La seconde vie des D3E

Déchets à vendre

À la déchetterie de La Riche, les D3E son enfermés dans un conteneur. Photo : Jane Coville/EPJT

La France produit chaque année 1,8 million de tonnes de D3E (déchets d’équipements électriques et électroniques). Une partie d’entre eux n’arrivera jamais à l’usine de recyclage. Précieux pour les matériaux qu’ils contiennent, ils sont volés, réduits en pièces détachées voire exportés vers d’autres pays. Avec des conséquences sanitaires et écologiques majeures.

Par Laura Blairet, Jane Coville et Mathias Fleury

Lampes, télévisions, téléphones, réfrigérateurs… Chaque Français dispose de 200 kilos d’appareils électriques et électroniques chez lui d’après une étude Ipsos de 2016. En fin de vie, ces objets deviennent des déchets appelés D3E (déchets d’équipements électriques et électroniques). Leur collecte et leur recyclage sont strictement réglementés. L’Europe exige que 65 % d’entre eux minimum soient récupérés par chaque pays membre. Des objectifs jamais atteints. En France, par exemple, le taux n’est en réalité que de 52 % selon le cabinet de conseil DSS+.

Depuis 2005, le traitement des D3E dépend d’un dispositif particulier : la responsabilité élargie du producteur (REP). Celle-ci établit une éco-contribution comprise dans le prix dont l’acheteur doit s’acquitter. Une fois l’appareil hors d’usage, c’est à celui qui l’a produit de le prendre en charge. Deux choix s’offrent à lui : s’occuper lui-même du déchet sur un de ses sites ou déléguer la gestion à un éco-organisme. 

Généralement, c’est la seconde option qui est retenue.
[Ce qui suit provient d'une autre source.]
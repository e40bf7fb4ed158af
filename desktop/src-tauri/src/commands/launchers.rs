//! Launcher access panel Tauri commands.
use tauri::State;

use launcher_core::{FileRule, LauncherId, PanelView, RefreshReport};

use crate::state::AppState;

#[tauri::command]
pub async fn launchers_refresh(state: State<'_, AppState>) -> Result<RefreshReport, String> {
    Ok(state.panel.refresh_all().await)
}

#[tauri::command]
pub fn launchers_view(state: State<'_, AppState>) -> PanelView {
    state.panel.panel_view()
}

/// Returns the confirmed block state.
#[tauri::command]
pub async fn launcher_toggle(
    launcher: LauncherId,
    state: State<'_, AppState>,
) -> Result<bool, String> {
    Ok(state.panel.toggle(launcher).await?)
}

#[tauri::command]
pub async fn launcher_expand(
    launcher: LauncherId,
    state: State<'_, AppState>,
) -> Result<Vec<FileRule>, String> {
    Ok(state.panel.expand(launcher).await?)
}

#[tauri::command]
pub fn launcher_collapse(state: State<'_, AppState>) {
    state.panel.collapse();
}

#[tauri::command]
pub async fn launcher_toggle_file(
    rule: FileRule,
    state: State<'_, AppState>,
) -> Result<Vec<FileRule>, String> {
    Ok(state.panel.toggle_file(&rule).await?)
}

#[tauri::command]
pub async fn launcher_open(launcher: LauncherId, state: State<'_, AppState>) -> Result<(), String> {
    Ok(state.panel.launch(launcher).await?)
}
Ces structures, agréées par l’État, supervisent ensuite les différentes étapes du recyclage des déchets. En 2020, avec la loi anti-gaspillage (AGEC) leur rôle a été renforcé. Elles sont de plus en plus difficiles à contourner.

On peut alors supposer que lorsque les équipements arrivent en fin de vie, ils se retrouvent dans la filière du recyclage. Mais lorsqu’on compare le tonnage mis sur le marché et celui collecté par les éco-organismes, il y a ce qu’on peut appeler un « trou dans la raquette ».

Cette différence illustre les lacunes du dispositif de l’économie circulaire des D3E. Mais alors, comment expliquer que près de la moitié du gisement des déchets échappe toujours à la filière agréée ?

Le consommateur est un acteur clé du recyclage. Mais rien ne l’oblige à le faire. Le propriétaire d’un ordinateur, d’une cafetière ou encore d’un sèche-cheveux n’a aucune obligation légale de les trier. Mettre la main sur ces déchets est un véritable casse-tête pour la filière. 

Jacques Vernier, président de la commission inter-filière REP (Cifrep), évoque la mise en place d’une « prime au retour » pour inciter les usagers à jouer le jeu. Pour le moment, aucune législation ne va aussi loin. 

Les étapes de la collecte des D3E.
Infographie : Mathias FLEURY/EPJT (Texte) et Jane COVILLE/EPJT (Design)

Mais ces objets dormants, stockés au domicile du citoyen, n’expliquent pas à eux seuls une collecte incomplète. Les éco-organismes pointent les traitements illégaux et les exportations. Parce qu’ils contiennent des métaux rares, les D3E sont très convoités. Hélène Huet, responsable de la communication de l’éco-organisme Ecosystem, évalue à hauteur de 195 000 tonnes le nombre d’équipements électriques et électroniques volés sur la voie publique en 2019

Le vol de métaux, Dénis Guédon, responsable des déchetteries de Tours Métropole, le vit quotidiennement : « Toutes les nuits, ça rentre. Les problèmes de vandalisme, il y en a nécessairement sur toutes les structures […] C’est un problème national », constate-t-il. 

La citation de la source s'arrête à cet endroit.